» WHAT THIS TASK INVOLVES
Only a number is wanted here. Tally the lines of the data that contain "struct".

» DATA EXCERPTS

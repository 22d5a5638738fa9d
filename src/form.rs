use std::fmt::Display;
use std::future::Future;
use std::time::Duration;
use thiserror::Error;
use tokio::time::Instant;
use crate::models::{NewSubmission, SubmissionRequest};

/// How long the "submitted" confirmation stays up before the form clears.
pub const DEFAULT_RESET_DELAY: Duration = Duration::from_secs(3);

/// Shown for every transmission failure, whatever the cause.
pub const GENERIC_FAILURE_MESSAGE: &str = "Something went wrong. Please try again.";

#[derive(Debug, Error, PartialEq)]
pub enum FormError {
    #[error("{field} {reason}")]
    Invalid { field: &'static str, reason: &'static str },
    #[error("{}", GENERIC_FAILURE_MESSAGE)]
    Transmission,
}

/// Anywhere a validated submission can be written to.
pub trait SubmissionSink {
    type Error: Display;

    fn send(&self, submission: &NewSubmission) -> impl Future<Output = Result<i64, Self::Error>> + Send;
}

/// Check the three raw fields and parse the price.
pub fn validate(request: &SubmissionRequest) -> Result<NewSubmission, FormError> {
    let name = request.name.trim();
    if name.is_empty() {
        return Err(FormError::Invalid { field: "name", reason: "is required" });
    }

    let company = request.company.trim();
    if company.is_empty() {
        return Err(FormError::Invalid { field: "company", reason: "is required" });
    }

    let price: f64 = request
        .price
        .trim()
        .parse()
        .map_err(|_| FormError::Invalid { field: "price", reason: "must be a number" })?;

    if !price.is_finite() || price < 0.0 {
        return Err(FormError::Invalid { field: "price", reason: "must be a non-negative number" });
    }

    Ok(NewSubmission {
        name: name.to_string(),
        company: company.to_string(),
        price,
    })
}

#[derive(Debug, Clone, PartialEq)]
pub enum FormStatus {
    Editing,
    Submitted { at: Instant },
    Failed { message: String },
}

/// Contact form state: the typed fields plus where the last submit left it.
#[derive(Debug)]
pub struct ContactForm {
    pub fields: SubmissionRequest,
    status: FormStatus,
    reset_delay: Duration,
}

impl Default for ContactForm {
    fn default() -> Self {
        Self::new(DEFAULT_RESET_DELAY)
    }
}

impl ContactForm {
    pub fn new(reset_delay: Duration) -> Self {
        Self {
            fields: SubmissionRequest::default(),
            status: FormStatus::Editing,
            reset_delay,
        }
    }

    pub fn status(&self) -> &FormStatus {
        &self.status
    }

    pub fn is_empty(&self) -> bool {
        self.fields.name.is_empty() && self.fields.company.is_empty() && self.fields.price.is_empty()
    }

    pub fn error_message(&self) -> Option<&str> {
        match &self.status {
            FormStatus::Failed { message } => Some(message),
            _ => None,
        }
    }

    /// Validate and send the current fields.
    ///
    /// Fields are left untouched on failure so the user can correct or retry.
    /// A retry sends again; nothing deduplicates repeated sends.
    pub async fn submit<S: SubmissionSink>(&mut self, sink: &S) -> Result<i64, FormError> {
        let submission = match validate(&self.fields) {
            Ok(submission) => submission,
            Err(e) => {
                self.status = FormStatus::Failed { message: e.to_string() };
                return Err(e);
            }
        };

        match sink.send(&submission).await {
            Ok(id) => {
                tracing::info!("Contact form submitted as #{}", id);
                self.status = FormStatus::Submitted { at: Instant::now() };
                Ok(id)
            }
            Err(e) => {
                tracing::error!("Failed to send contact form: {}", e);
                self.status = FormStatus::Failed { message: GENERIC_FAILURE_MESSAGE.to_string() };
                Err(FormError::Transmission)
            }
        }
    }

    /// Clear the form once the confirmation has been up for the reset delay.
    pub fn refresh(&mut self, now: Instant) {
        if let FormStatus::Submitted { at } = self.status {
            if now.saturating_duration_since(at) >= self.reset_delay {
                self.fields = SubmissionRequest::default();
                self.status = FormStatus::Editing;
            }
        }
    }

    /// Wait out whatever is left of the confirmation, then clear.
    pub async fn settle(&mut self) {
        if let FormStatus::Submitted { at } = self.status {
            tokio::time::sleep_until(at + self.reset_delay).await;
            self.refresh(Instant::now());
        }
    }
}

#[cfg(test)]
mod tests {
    use super::*;
    use std::sync::atomic::{AtomicUsize, Ordering};

    struct RecordingSink {
        sent: AtomicUsize,
    }

    impl SubmissionSink for RecordingSink {
        type Error = String;

        async fn send(&self, _submission: &NewSubmission) -> Result<i64, Self::Error> {
            Ok(self.sent.fetch_add(1, Ordering::SeqCst) as i64 + 1)
        }
    }

    struct BrokenSink;

    impl SubmissionSink for BrokenSink {
        type Error = String;

        async fn send(&self, _submission: &NewSubmission) -> Result<i64, Self::Error> {
            Err("connection reset by peer".to_string())
        }
    }

    fn filled(reset_delay: Duration) -> ContactForm {
        let mut form = ContactForm::new(reset_delay);
        form.fields = SubmissionRequest {
            name: "Grace".to_string(),
            company: "Compilers Inc".to_string(),
            price: " 1999.50 ".to_string(),
        };
        form
    }

    #[test]
    fn validate_parses_price_and_trims() {
        let submission = validate(&filled(DEFAULT_RESET_DELAY).fields).unwrap();
        assert_eq!(submission.name, "Grace");
        assert_eq!(submission.company, "Compilers Inc");
        assert_eq!(submission.price, 1999.5);
    }

    #[test]
    fn validate_rejects_bad_fields() {
        let mut request = filled(DEFAULT_RESET_DELAY).fields;
        request.name = "   ".to_string();
        assert_eq!(
            validate(&request),
            Err(FormError::Invalid { field: "name", reason: "is required" })
        );

        let mut request = filled(DEFAULT_RESET_DELAY).fields;
        request.company.clear();
        assert!(matches!(validate(&request), Err(FormError::Invalid { field: "company", .. })));

        for price in ["", "abc", "12,5", "-1", "inf", "NaN"] {
            let mut request = filled(DEFAULT_RESET_DELAY).fields;
            request.price = price.to_string();
            assert!(
                matches!(validate(&request), Err(FormError::Invalid { field: "price", .. })),
                "price {price:?} should be rejected"
            );
        }
    }

    #[tokio::test]
    async fn successful_submit_clears_after_reset_delay() {
        let sink = RecordingSink { sent: AtomicUsize::new(0) };
        let mut form = filled(Duration::from_secs(3));

        form.submit(&sink).await.unwrap();
        let at = match form.status() {
            FormStatus::Submitted { at } => *at,
            other => panic!("unexpected status {other:?}"),
        };
        assert!(!form.is_empty());

        form.refresh(at + Duration::from_secs(2));
        assert!(matches!(form.status(), FormStatus::Submitted { .. }));
        assert!(!form.is_empty());

        form.refresh(at + Duration::from_secs(3) + Duration::from_millis(1));
        assert_eq!(form.status(), &FormStatus::Editing);
        assert!(form.is_empty());
    }

    #[tokio::test]
    async fn settle_waits_for_the_reset() {
        let sink = RecordingSink { sent: AtomicUsize::new(0) };
        let mut form = filled(Duration::from_millis(20));

        form.submit(&sink).await.unwrap();
        form.settle().await;

        assert_eq!(form.status(), &FormStatus::Editing);
        assert!(form.is_empty());
    }

    #[tokio::test]
    async fn failed_send_keeps_fields_and_shows_generic_message() {
        let mut form = filled(DEFAULT_RESET_DELAY);
        let before = form.fields.clone();

        let err = form.submit(&BrokenSink).await.unwrap_err();
        assert_eq!(err, FormError::Transmission);
        assert_eq!(form.error_message(), Some(GENERIC_FAILURE_MESSAGE));
        assert_eq!(form.fields.name, before.name);
        assert_eq!(form.fields.company, before.company);
        assert_eq!(form.fields.price, before.price);

        form.refresh(Instant::now() + Duration::from_secs(60));
        assert_eq!(form.fields.name, before.name);
    }

    #[tokio::test]
    async fn invalid_fields_are_not_sent() {
        let sink = RecordingSink { sent: AtomicUsize::new(0) };
        let mut form = filled(DEFAULT_RESET_DELAY);
        form.fields.price = "lots".to_string();

        let err = form.submit(&sink).await.unwrap_err();
        assert!(matches!(err, FormError::Invalid { field: "price", .. }));
        assert_eq!(form.error_message(), Some("price must be a number"));
        assert_eq!(form.fields.price, "lots");
        assert_eq!(sink.sent.load(Ordering::SeqCst), 0);
    }

    #[tokio::test]
    async fn resubmitting_sends_again() {
        let sink = RecordingSink { sent: AtomicUsize::new(0) };
        let mut form = filled(DEFAULT_RESET_DELAY);

        assert_eq!(form.submit(&sink).await.unwrap(), 1);
        assert_eq!(form.submit(&sink).await.unwrap(), 2);
    }
}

» THE COMPLETED TASK
3